Consumer credit expanded by 18.2 billion in October, which was the largest increase in 5 months. Revolving credit expanded by 4.3 billion, which was the largest increase since May. [ii] The US consumer is certainly feeling confident enough to take on more debt on their credit cards.
The US economy expanded at a much faster pace in the 3rd quarter than originally anticipated. Q3 GDP grew at a 3.6% annualized pace. Businesses certainly are anticipating a strong consumer as they added inventory to the tune of 1.7 percentage points or almost half of GDP growth. [iii]
New home sales recovered from a precipitous drop this summer, adding 444,000 homes in October. [iv]
Consumption grew at a reasonable pace and the consumer was willing to spend down their savings to make purchases. Again, this is showing us that the consumer is gaining confidence in the recovery. [v]
The tepid movement in the market prior to Friday, despite the good economic news, might have been because of concern that good news would mean that the Fed starts tapering their bond purchases—which have fueled much of the recovery.
Yet, something happened on Friday. The jobs report was released adding to all the positive releases throughout the week. The US economy added 203,000 jobs, almost all coming from the private sector. [vi] The market reaction was quite the opposite with a very strong rally of 198.69 points on the Dow. [vii]
My take is participants might be growing comfortable with the eventual Fed taper not leading to an immediate spike in rates. Or, investors may now believe that the economic recovery is strong enough to sustain itself without the stimulus that the Fed has been providing. If you look at 10 year Treasury rates, they barely budged all week. They rose by 10bps during the week and were at a standstill on Friday. [viii]

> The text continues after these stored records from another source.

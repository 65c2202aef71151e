//! Thin-pool metadata superblock and space-map roots.

use serde::Serialize;
use vms_types::{ParseError, ensure_slice, read_le_u32, read_le_u64, read_fixed};

pub const THIN_MAGIC: u64 = 27_022_010;
/// The superblock always lives in metadata block 0.
pub const SUPERBLOCK_BLOCK: u64 = 0;
pub const SPACE_MAP_ROOT_SIZE: usize = 128;

/// Root of an on-disk space map, stored inline in the superblock.
#[derive(Debug, Clone, Copy, PartialEq, Eq, Serialize)]
pub struct SpaceMapRoot {
    pub nr_blocks: u64,
    pub nr_allocated: u64,
    /// Data maps: root of the index B-tree. Metadata map: the index block.
    pub bitmap_root: u64,
    pub ref_count_root: u64,
}

impl SpaceMapRoot {
    pub fn parse(bytes: &[u8]) -> Result<Self, ParseError> {
        ensure_slice(bytes, 0, 32)?;
        Ok(Self {
            nr_blocks: read_le_u64(bytes, 0)?,
            nr_allocated: read_le_u64(bytes, 8)?,
            bitmap_root: read_le_u64(bytes, 16)?,
            ref_count_root: read_le_u64(bytes, 24)?,
        })
    }
}

#[derive(Debug, Clone, PartialEq, Eq, Serialize)]
pub struct ThinSuperblock {
    pub flags: u32,
    pub blocknr: u64,
    pub uuid: [u8; 16],
    pub version: u32,
    pub time: u32,
    pub transaction_id: u64,
    pub held_root: u64,
    pub data_space_map: SpaceMapRoot,
    pub metadata_space_map: SpaceMapRoot,
    pub data_mapping_root: u64,
    pub device_details_root: u64,
    /// Data block size in sectors.
    pub data_block_size: u32,
    /// Metadata block size in sectors.
    pub metadata_block_size: u32,
    pub metadata_nr_blocks: u64,
    pub compat_flags: u32,
    pub compat_ro_flags: u32,
    pub incompat_flags: u32,
}

impl ThinSuperblock {
    pub fn parse(bytes: &[u8]) -> Result<Self, ParseError> {
        let magic = read_le_u64(bytes, 32)?;
        if magic != THIN_MAGIC {
            return Err(ParseError::InvalidMagic {
                expected: THIN_MAGIC,
                actual: magic,
            });
        }
        let sb = Self {
            flags: read_le_u32(bytes, 4)?,
            blocknr: read_le_u64(bytes, 8)?,
            uuid: read_fixed::<16>(bytes, 16)?,
            version: read_le_u32(bytes, 40)?,
            time: read_le_u32(bytes, 44)?,
            transaction_id: read_le_u64(bytes, 48)?,
            held_root: read_le_u64(bytes, 56)?,
            data_space_map: SpaceMapRoot::parse(ensure_slice(bytes, 64, SPACE_MAP_ROOT_SIZE)?)?,
            metadata_space_map: SpaceMapRoot::parse(ensure_slice(bytes, 192, SPACE_MAP_ROOT_SIZE)?)?,
            data_mapping_root: read_le_u64(bytes, 320)?,
            device_details_root: read_le_u64(bytes, 328)?,
            data_block_size: read_le_u32(bytes, 336)?,
            metadata_block_size: read_le_u32(bytes, 340)?,
            metadata_nr_blocks: read_le_u64(bytes, 344)?,
            compat_flags: read_le_u32(bytes, 352)?,
            compat_ro_flags: read_le_u32(bytes, 356)?,
            incompat_flags: read_le_u32(bytes, 360)?,
        };
        sb.validate()?;
        Ok(sb)
    }

    fn validate(&self) -> Result<(), ParseError> {
        if self.blocknr != SUPERBLOCK_BLOCK {
            return Err(ParseError::InvalidField {
                field: "thin.blocknr",
                reason: "superblock is not in block 0",
            });
        }
        if self.data_block_size == 0 {
            return Err(ParseError::InvalidField {
                field: "thin.data_block_size",
                reason: "zero",
            });
        }
        if self.metadata_block_size == 0 || !self.metadata_block_size.is_power_of_two() {
            return Err(ParseError::InvalidField {
                field: "thin.metadata_block_size",
                reason: "must be a non-zero power of two",
            });
        }
        Ok(())
    }

    #[must_use]
    pub fn data_block_bytes(&self) -> u64 {
        u64::from(self.data_block_size) * 512
    }

    #[must_use]
    pub fn metadata_block_bytes(&self) -> u64 {
        u64::from(self.metadata_block_size) * 512
    }
}

#[cfg(test)]
mod tests {
    use super::*;

    fn raw() -> Vec<u8> {
        let mut b = vec![0_u8; 4096];
        b[32..40].copy_from_slice(&THIN_MAGIC.to_le_bytes());
        b[64..72].copy_from_slice(&1000_u64.to_le_bytes());
        b[72..80].copy_from_slice(&3_u64.to_le_bytes());
        b[80..88].copy_from_slice(&5_u64.to_le_bytes());
        b[320..328].copy_from_slice(&1_u64.to_le_bytes());
        b[328..336].copy_from_slice(&2_u64.to_le_bytes());
        b[336..340].copy_from_slice(&128_u32.to_le_bytes());
        b[340..344].copy_from_slice(&8_u32.to_le_bytes());
        b
    }

    #[test]
    fn decodes_roots_and_block_sizes() {
        let sb = ThinSuperblock::parse(&raw()).expect("parse");
        assert_eq!(sb.data_mapping_root, 1);
        assert_eq!(sb.device_details_root, 2);
        assert_eq!(sb.data_block_bytes(), 64 * 1024);
        assert_eq!(sb.metadata_block_bytes(), 4096);
        assert_eq!(
            sb.data_space_map,
            SpaceMapRoot {
                nr_blocks: 1000,
                nr_allocated: 3,
                bitmap_root: 5,
                ref_count_root: 0
            }
        );
    }

    #[test]
    fn wrong_magic_is_rejected() {
        let mut b = raw();
        b[32] ^= 1;
        assert!(matches!(
            ThinSuperblock::parse(&b),
            Err(ParseError::InvalidMagic { .. })
        ));
    }

    #[test]
    fn zero_data_block_size_is_rejected() {
        let mut b = raw();
        b[336..340].fill(0);
        assert!(ThinSuperblock::parse(&b).is_err());
    }
}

If my assessment proves correct, the equity markets could launch much higher and not pose a significant threat to bond holdings for now. Be aware that bonds could drop in price as actual rates begin to rise and that might be some time in the distant future.
The real test of economic resilience should be reflected in wages. Wages are simply not growing and it's hard for an economy that is roughly 70% dependent on consumption to sustain itself without real wage growth. You can see over the past five years that growth in real compensation per hour has moved a little around the edges, but the trend is basically flat. [ix]

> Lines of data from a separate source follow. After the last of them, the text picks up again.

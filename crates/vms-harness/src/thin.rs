//! Thin-pool metadata volumes.
//!
//! Block layout (4 KiB metadata blocks):
//!
//! | block | content |
//! |-------|---------|
//! | 0 | superblock |
//! | 1 | device details leaf |
//! | 2 | top-level mapping leaf (device id → device tree root) |
//! | 3 | data space map index leaf |
//! | 4 | data space map bitmap |
//! | 5 | metadata space map index block |
//! | 6 | metadata space map bitmap |
//! | 7.. | per-device block trees |

use std::collections::BTreeMap;

use crate::put_le;

pub const METADATA_BLOCK: usize = 4096;
pub const THIN_MAGIC: u64 = 27_022_010;
const NODE_HEADER: usize = 32;
const INTERNAL: u32 = 1;
const LEAF: u32 = 2;
const FIRST_TREE_BLOCK: u64 = 7;
/// Blocks tracked by one bitmap block.
pub const ENTRIES_PER_BITMAP: u64 = (METADATA_BLOCK as u64 - 16) * 4;

#[derive(Debug, Clone)]
pub struct ThinMetadataBuilder {
    data_block_sectors: u32,
    data_blocks: u64,
    devices: BTreeMap<u64, BTreeMap<u64, u64>>,
    leaf_capacity: usize,
    time: u32,
}

impl ThinMetadataBuilder {
    #[must_use]
    pub fn new(data_block_sectors: u32, data_blocks: u64) -> Self {
        assert!(data_blocks <= ENTRIES_PER_BITMAP, "one data bitmap block only");
        Self {
            data_block_sectors,
            data_blocks,
            devices: BTreeMap::new(),
            leaf_capacity: 126,
            time: 0,
        }
    }

    /// Declare a device with no mappings yet.
    #[must_use]
    pub fn device(mut self, id: u64) -> Self {
        self.devices.entry(id).or_default();
        self
    }

    #[must_use]
    pub fn map(mut self, id: u64, virtual_block: u64, data_block: u64) -> Self {
        assert!(data_block < self.data_blocks, "data block out of range");
        self.devices.entry(id).or_default().insert(virtual_block, data_block);
        self
    }

    /// Split device trees into leaves of at most `n` entries under one
    /// internal node.
    #[must_use]
    pub fn leaf_capacity(mut self, n: usize) -> Self {
        self.leaf_capacity = n.max(1);
        self
    }

    #[must_use]
    pub fn time(mut self, time: u32) -> Self {
        self.time = time;
        self
    }

    #[must_use]
    pub fn build(&self) -> Vec<u8> {
        let mut blocks: Vec<Vec<u8>> = vec![Vec::new(); FIRST_TREE_BLOCK as usize];

        // Device trees first so their roots are known.
        let mut roots = Vec::new();
        let mut next = FIRST_TREE_BLOCK;
        for (&id, mappings) in &self.devices {
            let entries: Vec<(u64, Vec<u8>)> = mappings
                .iter()
                .map(|(&vb, &db)| (vb, ((db << 24) | u64::from(self.time)).to_le_bytes().to_vec()))
                .collect();
            let chunks: Vec<&[(u64, Vec<u8>)]> = if entries.is_empty() {
                vec![&entries[..]]
            } else {
                entries.chunks(self.leaf_capacity).collect()
            };
            if chunks.len() == 1 {
                blocks.push(node(next, LEAF, chunks[0], 8));
                roots.push((id, next));
                next += 1;
            } else {
                let internal_at = next;
                next += 1;
                blocks.push(Vec::new());
                let mut children = Vec::new();
                for chunk in chunks {
                    blocks.push(node(next, LEAF, chunk, 8));
                    children.push((chunk[0].0, next.to_le_bytes().to_vec()));
                    next += 1;
                }
                blocks[internal_at as usize] = node(internal_at, INTERNAL, &children, 8);
                roots.push((id, internal_at));
            }
        }
        let total_blocks = next;

        let details: Vec<(u64, Vec<u8>)> = self
            .devices
            .iter()
            .map(|(&id, m)| {
                let mut v = vec![0_u8; 24];
                put_le(&mut v, 0, m.len() as u64, 8);
                put_le(&mut v, 8, 1, 8);
                (id, v)
            })
            .collect();
        blocks[1] = node(1, LEAF, &details, 24);

        let top: Vec<(u64, Vec<u8>)> = roots
            .iter()
            .map(|&(id, root)| (id, root.to_le_bytes().to_vec()))
            .collect();
        blocks[2] = node(2, LEAF, &top, 8);

        let mut used = vec![false; self.data_blocks as usize];
        for mappings in self.devices.values() {
            for &db in mappings.values() {
                used[db as usize] = true;
            }
        }
        let allocated = used.iter().filter(|&&u| u).count() as u64;
        let first_free = used.iter().position(|&u| !u).unwrap_or(used.len()) as u32;
        let mut index = vec![0_u8; 16];
        put_le(&mut index, 0, 4, 8);
        put_le(&mut index, 8, self.data_blocks - allocated, 4);
        put_le(&mut index, 12, u64::from(first_free), 4);
        blocks[3] = node(3, LEAF, &[(0, index)], 16);
        blocks[4] = bitmap(4, &used);

        let meta_used = vec![true; total_blocks as usize];
        let mut meta_index = vec![0_u8; METADATA_BLOCK];
        put_le(&mut meta_index, 8, 5, 8);
        put_le(&mut meta_index, 16, 6, 8);
        put_le(&mut meta_index, 24, 0, 4);
        put_le(&mut meta_index, 28, total_blocks, 4);
        blocks[5] = meta_index;
        blocks[6] = bitmap(6, &meta_used);

        let mut sb = vec![0_u8; METADATA_BLOCK];
        put_le(&mut sb, 32, THIN_MAGIC, 8);
        put_le(&mut sb, 40, 2, 4);
        put_le(&mut sb, 44, u64::from(self.time), 4);
        put_le(&mut sb, 48, 1, 8);
        put_le(&mut sb, 64, self.data_blocks, 8);
        put_le(&mut sb, 72, allocated, 8);
        put_le(&mut sb, 80, 3, 8);
        put_le(&mut sb, 192, total_blocks, 8);
        put_le(&mut sb, 200, total_blocks, 8);
        put_le(&mut sb, 208, 5, 8);
        put_le(&mut sb, 320, 2, 8);
        put_le(&mut sb, 328, 1, 8);
        put_le(&mut sb, 336, u64::from(self.data_block_sectors), 4);
        put_le(&mut sb, 340, (METADATA_BLOCK / 512) as u64, 4);
        put_le(&mut sb, 344, total_blocks, 8);
        blocks[0] = sb;

        blocks.concat()
    }
}

fn node(blocknr: u64, flags: u32, entries: &[(u64, Vec<u8>)], value_size: usize) -> Vec<u8> {
    let max = (METADATA_BLOCK - NODE_HEADER) / (8 + value_size);
    assert!(entries.len() <= max, "node overflow");
    let mut b = vec![0_u8; METADATA_BLOCK];
    put_le(&mut b, 4, u64::from(flags), 4);
    put_le(&mut b, 8, blocknr, 8);
    put_le(&mut b, 16, entries.len() as u64, 4);
    put_le(&mut b, 20, max as u64, 4);
    put_le(&mut b, 24, value_size as u64, 4);
    for (i, (key, value)) in entries.iter().enumerate() {
        put_le(&mut b, NODE_HEADER + i * 8, *key, 8);
        let at = NODE_HEADER + max * 8 + i * value_size;
        b[at..at + value_size].copy_from_slice(value);
    }
    b
}

/// Bitmap block with a reference count of 1 for every `true` entry.
fn bitmap(blocknr: u64, used: &[bool]) -> Vec<u8> {
    let mut b = vec![0_u8; METADATA_BLOCK];
    put_le(&mut b, 8, blocknr, 8);
    for (i, _) in used.iter().enumerate().filter(|(_, u)| **u) {
        let bit = i * 2 + 1;
        b[16 + bit / 8] |= 1 << (bit % 8);
    }
    b
}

Slight sifts in allocation may be necessary, but it's difficult to find things that are undervalued at this time within the US. We continue to find opportunities overseas in developed and emerging international markets.
If you have questions or comments, please let us know as we always appreciate your feedback. You can get in touch with us via Twitter, Facebook, or you can email me directly. For additional information on this, please visit our website.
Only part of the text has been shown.